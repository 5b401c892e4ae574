//! Plugins every hierarchy starts with.
//!
//! `props` assigns arbitrary properties from its options:
//!
//! ```rust
//! use modern_errors::{ClassOptions, ErrorClass, GlobalOptions, InstanceOptions};
//! use serde_json::json;
//!
//! let any_error = ErrorClass::any_error(GlobalOptions::new())?;
//! any_error.subclass("UnknownError", ClassOptions::new())?;
//! let input_error = any_error.subclass(
//!     "InputError",
//!     ClassOptions::new().option("props", json!({ "exitCode": 1 })),
//! )?;
//!
//! let error = input_error.create("test", InstanceOptions::new().props(json!({ "path": "/tmp" })))?;
//! assert_eq!(error.get("exitCode"), Some(&json!(1)));
//! assert_eq!(error.get("path"), Some(&json!("/tmp")));
//! # Ok::<(), modern_errors::Error>(())
//! ```

use crate::plugin::{Plugin, PropertyMap};
use serde_json::Value;
use std::sync::Arc;

/// Name of the built-in properties plugin.
pub const PROPS: &str = "props";

/// The `props` plugin. Its options must be an object; `message` and
/// `stack` are never assigned from it.
pub(crate) fn props() -> Arc<Plugin> {
    Plugin::builder(PROPS)
        .get_options(|raw, _full| match raw {
            Value::Null | Value::Object(_) => Ok(raw.clone()),
            _ => Err("It must be a plain object".to_string()),
        })
        .properties(|info| {
            let mut props = match info.options() {
                Value::Object(props) => props.clone(),
                _ => PropertyMap::new(),
            };
            props.remove("message");
            props.remove("stack");
            Ok(props)
        })
        .build()
}
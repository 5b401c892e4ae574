//! Property-based tests for modern_errors
//!
//! These tests use proptest to generate random inputs and verify invariants hold.

use modern_errors::{
    ClassOptions, ErrorClass, GlobalOptions, InstanceOptions, MethodOutput, OptionsBag, Plugin,
    merge_bags, merge_values,
};
use proptest::prelude::*;
use serde_json::{Map, Value, json};

fn hierarchy(global: GlobalOptions) -> (ErrorClass, ErrorClass) {
    let any_error = ErrorClass::any_error(global).unwrap();
    any_error.subclass("UnknownError", ClassOptions::new()).unwrap();
    let input = any_error.subclass("InputError", ClassOptions::new()).unwrap();
    (any_error, input)
}

fn level_plugin() -> std::sync::Arc<Plugin> {
    Plugin::builder("level")
        .get_options(|raw, _full| match raw {
            Value::Null | Value::Number(_) => Ok(raw.clone()),
            _ => Err("It must be a number".into()),
        })
        .is_options(Value::is_number)
        .instance_method("level", |info, _args| Ok(MethodOutput::from(info.options().clone())))
        .build()
}

fn object() -> impl Strategy<Value = Map<String, Value>> {
    prop::collection::btree_map("[a-e]", prop::option::of(0i64..100), 0..5).prop_map(|entries| {
        entries
            .into_iter()
            .map(|(key, value)| (key, value.map_or(Value::Null, Value::from)))
            .collect()
    })
}

// ============================================================================
// MESSAGE PROPERTIES
// ============================================================================

proptest! {
    /// Cause and own message join with a newline, empty parts dropped
    #[test]
    fn messages_concatenate(cause in "[a-zA-Z .]{0,20}", own in "[a-zA-Z .]{0,20}") {
        let (_, input) = hierarchy(GlobalOptions::new());
        let error = input
            .create(own.clone(), InstanceOptions::new().cause(cause.clone()))
            .unwrap();

        let expected = match (cause.is_empty(), own.is_empty()) {
            (true, _) => own,
            (false, true) => cause,
            (false, false) => format!("{cause}\n{own}"),
        };
        prop_assert_eq!(error.message(), expected.as_str());
        prop_assert!(error.stack().starts_with("InputError"));
    }

    /// The log line stays valid UTF-8 and bounded whatever the message
    #[test]
    fn log_output_is_bounded(message in "\\PC{0,5000}") {
        let (_, input) = hierarchy(GlobalOptions::new());
        let error = input.create(message, InstanceOptions::new()).unwrap();

        let mut buffer = String::new();
        error.log().write_to(&mut buffer).unwrap();
        prop_assert!(std::str::from_utf8(buffer.as_bytes()).is_ok());
        prop_assert!(buffer.len() < 1200);
    }
}

// ============================================================================
// NORMALIZATION PROPERTIES
// ============================================================================

proptest! {
    /// Known instances survive normalization untouched
    #[test]
    fn normalization_preserves_identity(message in "\\PC{0,100}") {
        let (any_error, input) = hierarchy(GlobalOptions::new());
        let error = input.create(message, InstanceOptions::new()).unwrap();

        prop_assert!(any_error.normalize(error.clone()).unwrap().same_instance(&error));
        prop_assert!(input.normalize(error.clone()).unwrap().same_instance(&error));
    }

    /// Anything else becomes UnknownError through the root
    #[test]
    fn unknown_values_fall_back(value in prop_oneof![
        any::<i64>().prop_map(Value::from),
        "\\PC{0,50}".prop_map(Value::from),
        any::<bool>().prop_map(Value::from),
    ]) {
        let (any_error, _) = hierarchy(GlobalOptions::new());
        let error = any_error.normalize(value.clone()).unwrap();
        prop_assert_eq!(error.name(), "UnknownError");
        prop_assert!(error.wrap());
        prop_assert_eq!(error.cause_value(), Some(&value));
    }

    /// Aggregated errors keep their order and count
    #[test]
    fn aggregates_keep_order(messages in prop::collection::vec("[a-z]{1,8}", 0..6)) {
        let (_, input) = hierarchy(GlobalOptions::new());
        let error = input
            .create(
                "outer",
                InstanceOptions::new().errors(messages.iter().map(|message| message.as_str().into())),
            )
            .unwrap();

        let normalized: Vec<_> = error
            .errors()
            .unwrap_or_default()
            .iter()
            .map(|inner| inner.message().to_string())
            .collect();
        prop_assert_eq!(normalized, messages);
    }
}

// ============================================================================
// OPTIONS PROPERTIES
// ============================================================================

proptest! {
    /// The highest defined scope wins
    #[test]
    fn options_follow_precedence(
        global in prop::option::of(0i64..100),
        class in prop::option::of(0i64..100),
        instance in prop::option::of(0i64..100),
        method in prop::option::of(0i64..100),
    ) {
        let mut global_options = GlobalOptions::new().plugin(level_plugin());
        if let Some(global) = global {
            global_options = global_options.option("level", json!(global));
        }
        let any_error = ErrorClass::any_error(global_options).unwrap();
        any_error.subclass("UnknownError", ClassOptions::new()).unwrap();

        let mut class_options = ClassOptions::new();
        if let Some(class) = class {
            class_options = class_options.option("level", json!(class));
        }
        let test_error = any_error.subclass("TestError", class_options).unwrap();

        let mut instance_options = InstanceOptions::new();
        if let Some(instance) = instance {
            instance_options = instance_options.option("level", json!(instance));
        }
        let error = test_error.create("test", instance_options).unwrap();

        let args = method.map(|method| vec![json!(method)]).unwrap_or_default();
        let output = error.call("level", args).unwrap().ready().unwrap();

        let expected = method.or(instance).or(class).or(global).map_or(Value::Null, Value::from);
        prop_assert_eq!(output, expected);
    }

    /// Objects merge one level deep, higher keys winning, nulls ignored
    #[test]
    fn merge_is_shallow(lower in object(), higher in object()) {
        let merged = merge_values(&Value::Object(lower.clone()), &Value::Object(higher.clone()));
        let merged = merged.as_object().unwrap();

        for (key, value) in merged {
            let expected = match higher.get(key) {
                Some(value) if !value.is_null() => value,
                _ => &lower[key],
            };
            prop_assert_eq!(value, expected);
        }
        for (key, value) in &higher {
            if !value.is_null() {
                prop_assert!(merged.contains_key(key));
            }
        }
        for key in lower.keys() {
            prop_assert!(merged.contains_key(key));
        }
    }

    /// Nested objects are replaced, never merged
    #[test]
    fn nested_objects_are_replaced(a in 0i64..100, b in 0i64..100) {
        let merged = merge_values(&json!({ "nested": { "a": a } }), &json!({ "nested": { "b": b } }));
        prop_assert_eq!(merged, json!({ "nested": { "b": b } }));
    }

    /// A null layer never unsets a lower value
    #[test]
    fn null_never_unsets(value in 0i64..100) {
        prop_assert_eq!(merge_values(&json!(value), &Value::Null), json!(value));

        let mut lower = OptionsBag::new();
        lower.insert("plugin".into(), json!(value));
        let mut higher = OptionsBag::new();
        higher.insert("plugin".into(), Value::Null);
        prop_assert_eq!(merge_bags([&lower, &higher])["plugin"].clone(), json!(value));
    }
}
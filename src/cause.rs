//! Merging a cause into a new instance.
//!
//! A cause is never kept as a separate object: its message, frames,
//! properties, aggregated errors and (for instances of the same hierarchy)
//! instance options are folded into the new instance.
//!
//! # Prefixing
//!
//! The cause's name is prefixed onto its message when all hold:
//!
//! - the cause has a non-empty name and a non-empty constructor name,
//! - the constructor is not a native error type, unless the name was
//!   customized (name differs from the constructor name),
//! - the cause's class is neither an ancestor nor a descendant of the new
//!   instance's class.
//!
//! A prefixed cause with an empty message contributes its name alone.
//! Prefixing works on the merged copy only; the cause itself is untouched.

use crate::Result;
use crate::class::{ErrorClass, NATIVE_ERROR_NAMES};
use crate::instance::{ErrorInstance, Properties, Property, compose_stack, stack_frames, value_to_text};
use crate::normalize;
use crate::options::{OptionsBag, merge_bags};
use crate::thrown::{ForeignError, Thrown};
use serde_json::Value;
use smallvec::SmallVec;
use std::sync::Arc;
use tracing::trace;

/// Everything a cause contributes, whatever its kind.
struct CauseShape {
    name: String,
    constructor: String,
    message: String,
    frames: String,
    props: Properties,
    errors: Vec<ErrorInstance>,
    options: Option<Arc<OptionsBag>>,
    class: Option<ErrorClass>,
    value: Option<Value>,
}

impl CauseShape {
    /// Message contributed to the merged one, prefixed when the rule holds.
    fn contributed_message(&self, related: bool) -> String {
        let prefix = !related
            && !self.name.is_empty()
            && !self.constructor.is_empty()
            && (!NATIVE_ERROR_NAMES.contains(&self.constructor.as_str())
                || self.name != self.constructor);

        if prefix && self.message.is_empty() {
            self.name.clone()
        } else if prefix {
            format!("{}: {}", self.name, self.message)
        } else {
            self.message.clone()
        }
    }
}

/// Merge `cause` into `error`. `frame` is used for anything normalized on
/// the way (aggregated errors of foreign causes).
pub(crate) fn merge_cause(error: &mut ErrorInstance, cause: Thrown, frame: &str) -> Result<()> {
    let root = error.class.root();
    let shape = shape_of(cause, &root, frame)?;

    let (wrap, related) = match &shape.class {
        Some(class) => (
            !class.is_subclass_of(&error.class),
            class.is_subclass_of(&error.class) || error.class.is_subclass_of(class),
        ),
        None => (true, false),
    };

    let message = concat_messages(&shape.contributed_message(related), &error.message);
    let frames = if shape.frames.is_empty() {
        error.frames()
    } else {
        shape.frames
    };
    error.stack = compose_stack(error.name(), &message, &frames);
    error.message = message;
    error.wrap = wrap;

    let own = std::mem::take(&mut error.props);
    let mut props: Properties = shape
        .props
        .into_iter()
        .filter(|(key, _)| !error.is_protected(key))
        .collect();
    merge_props_into(&mut props, own);
    error.props = props;

    if !shape.errors.is_empty() {
        let mut errors = shape.errors;
        errors.extend(error.errors.take().unwrap_or_default());
        error.errors = Some(errors);
    }

    if let Some(cause_options) = shape.options {
        error.options = Arc::new(merge_bags([cause_options.as_ref(), error.options.as_ref()]));
    }

    if shape.value.is_some() {
        error.cause_value = shape.value;
    }

    trace!(class = error.name(), wrap, cause = %shape.name, "cause merged");
    Ok(())
}

fn shape_of(cause: Thrown, root: &ErrorClass, frame: &str) -> Result<CauseShape> {
    match cause {
        Thrown::Error(instance) if instance.class.same_hierarchy(root) => Ok(instance_shape(instance)),
        Thrown::Error(instance) => foreign_shape(ForeignError::from_instance(&instance), root, frame),
        Thrown::Foreign(foreign) => foreign_shape(foreign, root, frame),
        Thrown::Value(value) => Ok(value_shape(value)),
    }
}

fn instance_shape(mut instance: ErrorInstance) -> CauseShape {
    instance.revert_plugin_values();
    let frames = instance.frames();
    CauseShape {
        name: instance.name().to_string(),
        constructor: instance.name().to_string(),
        message: std::mem::take(&mut instance.message),
        frames,
        props: std::mem::take(&mut instance.props),
        errors: instance.errors.take().unwrap_or_default(),
        options: Some(Arc::clone(&instance.options)),
        value: instance.cause_value.take(),
        class: Some(instance.class),
    }
}

/// Foreign errors are flattened with their own cause chain first.
fn foreign_shape(foreign: ForeignError, root: &ErrorClass, frame: &str) -> Result<CauseShape> {
    let name = foreign.name().to_string();
    let ForeignError {
        constructor,
        message,
        stack,
        properties,
        cause,
        errors,
        ..
    } = foreign;

    let mut shape = CauseShape {
        name,
        constructor,
        message,
        frames: stack.as_deref().map(stack_frames).unwrap_or_default(),
        props: properties
            .into_iter()
            .map(|(key, value)| {
                let enumerable = !key.starts_with('_');
                (key, Property::new(value, enumerable))
            })
            .collect(),
        errors: errors
            .into_iter()
            .map(|error| normalize::normalize(root, error, frame))
            .collect::<Result<Vec<_>>>()?,
        options: None,
        class: None,
        value: None,
    };

    if let Some(inner) = cause {
        let inner = shape_of(*inner, root, frame)?;
        shape.message = concat_messages(&inner.contributed_message(false), &shape.message);
        if !inner.frames.is_empty() {
            shape.frames = inner.frames;
        }
        let own = std::mem::replace(&mut shape.props, inner.props);
        merge_props_into(&mut shape.props, own);
        let own_errors = std::mem::replace(&mut shape.errors, inner.errors);
        shape.errors.extend(own_errors);
        shape.value = inner.value;
    }

    Ok(shape)
}

fn value_shape(value: Value) -> CauseShape {
    let (name, constructor, message) = match &value {
        Value::Null => (String::new(), String::new(), String::new()),
        Value::Object(object) => {
            let field = |key: &str| {
                object
                    .get(key)
                    .and_then(Value::as_str)
                    .unwrap_or_default()
                    .to_string()
            };
            (field("name"), "Object".to_string(), field("message"))
        }
        other => (String::new(), String::new(), value_to_text(other)),
    };

    CauseShape {
        name,
        constructor,
        message,
        frames: String::new(),
        props: SmallVec::new(),
        errors: Vec::new(),
        options: None,
        class: None,
        value: (!value.is_null()).then_some(value),
    }
}

/// `cause\nown`, or whichever of the two is non-empty.
pub(crate) fn concat_messages(cause: &str, own: &str) -> String {
    match (cause.is_empty(), own.is_empty()) {
        (true, _) => own.to_string(),
        (false, true) => cause.to_string(),
        (false, false) => format!("{cause}\n{own}"),
    }
}

/// Overlay `higher` on `lower`, keeping `lower`'s order for shared keys.
fn merge_props_into(lower: &mut Properties, higher: Properties) {
    for (key, property) in higher {
        match lower.iter_mut().find(|(name, _)| *name == key) {
            Some((_, existing)) => *existing = property,
            None => lower.push((key, property)),
        }
    }
}

#[cfg(test)]
mod tests {
    use super::*;
    use serde_json::json;

    #[test]
    fn messages_concatenate_with_newline() {
        assert_eq!(concat_messages("a", "b"), "a\nb");
        assert_eq!(concat_messages("a", ""), "a");
        assert_eq!(concat_messages("", "b"), "b");
        assert_eq!(concat_messages("", ""), "");
    }

    fn shape(name: &str, constructor: &str, message: &str) -> CauseShape {
        CauseShape {
            name: name.into(),
            constructor: constructor.into(),
            message: message.into(),
            frames: String::new(),
            props: SmallVec::new(),
            errors: Vec::new(),
            options: None,
            class: None,
            value: None,
        }
    }

    #[test]
    fn native_constructors_are_not_prefixed() {
        assert_eq!(shape("Error", "Error", "boom").contributed_message(false), "boom");
        assert_eq!(
            shape("TypeError", "TypeError", "boom").contributed_message(false),
            "boom"
        );
    }

    #[test]
    fn customized_names_are_prefixed() {
        assert_eq!(
            shape("CustomError", "Error", "boom").contributed_message(false),
            "CustomError: boom"
        );
        assert_eq!(
            shape("OtherError", "OtherError", "boom").contributed_message(false),
            "OtherError: boom"
        );
    }

    #[test]
    fn related_or_unnamed_causes_are_not_prefixed() {
        assert_eq!(
            shape("OtherError", "OtherError", "boom").contributed_message(true),
            "boom"
        );
        assert_eq!(shape("", "Object", "boom").contributed_message(false), "boom");
        assert_eq!(shape("Error", "Error", "").contributed_message(false), "");
    }

    #[test]
    fn empty_messages_contribute_the_name() {
        assert_eq!(
            shape("OtherError", "OtherError", "").contributed_message(false),
            "OtherError"
        );
        assert_eq!(shape("CustomError", "Error", "").contributed_message(false), "CustomError");
        assert_eq!(shape("OtherError", "OtherError", "").contributed_message(true), "");
    }

    #[test]
    fn value_causes_keep_the_raw_value() {
        let shape = value_shape(json!("boom"));
        assert_eq!(shape.message, "boom");
        assert_eq!(shape.value, Some(json!("boom")));

        let shape = value_shape(json!({ "name": "CustomError", "message": "boom" }));
        assert_eq!(shape.contributed_message(false), "CustomError: boom");

        let shape = value_shape(Value::Null);
        assert_eq!(shape.message, "");
        assert_eq!(shape.value, None);

        assert_eq!(value_shape(json!(5)).message, "5");
    }

    #[test]
    fn props_overlay_keeps_lower_order() {
        let mut lower: Properties = SmallVec::new();
        lower.push(("one".into(), Property::new(json!(1), true)));
        lower.push(("two".into(), Property::new(json!(2), true)));
        let mut higher: Properties = SmallVec::new();
        higher.push(("two".into(), Property::new(json!(3), true)));
        higher.push(("three".into(), Property::new(json!(4), true)));

        merge_props_into(&mut lower, higher);
        let keys: Vec<_> = lower.iter().map(|(key, _)| key.as_str()).collect();
        assert_eq!(keys, vec!["one", "two", "three"]);
        assert_eq!(lower[1].1.value(), &json!(3));
    }
}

**********

Work to be completed: Set down exactly the lines of the material above from the one with "merge_props_into(&mut lower, higher);" through the end. Include both ends and nothing else.

Task output:
        merge_props_into(&mut lower, higher);
        let keys: Vec<_> = lower.iter().map(|(key, _)| key.as_str()).collect();
        assert_eq!(keys, vec!["one", "two", "three"]);
        assert_eq!(lower[1].1.value(), &json!(3));
    }
}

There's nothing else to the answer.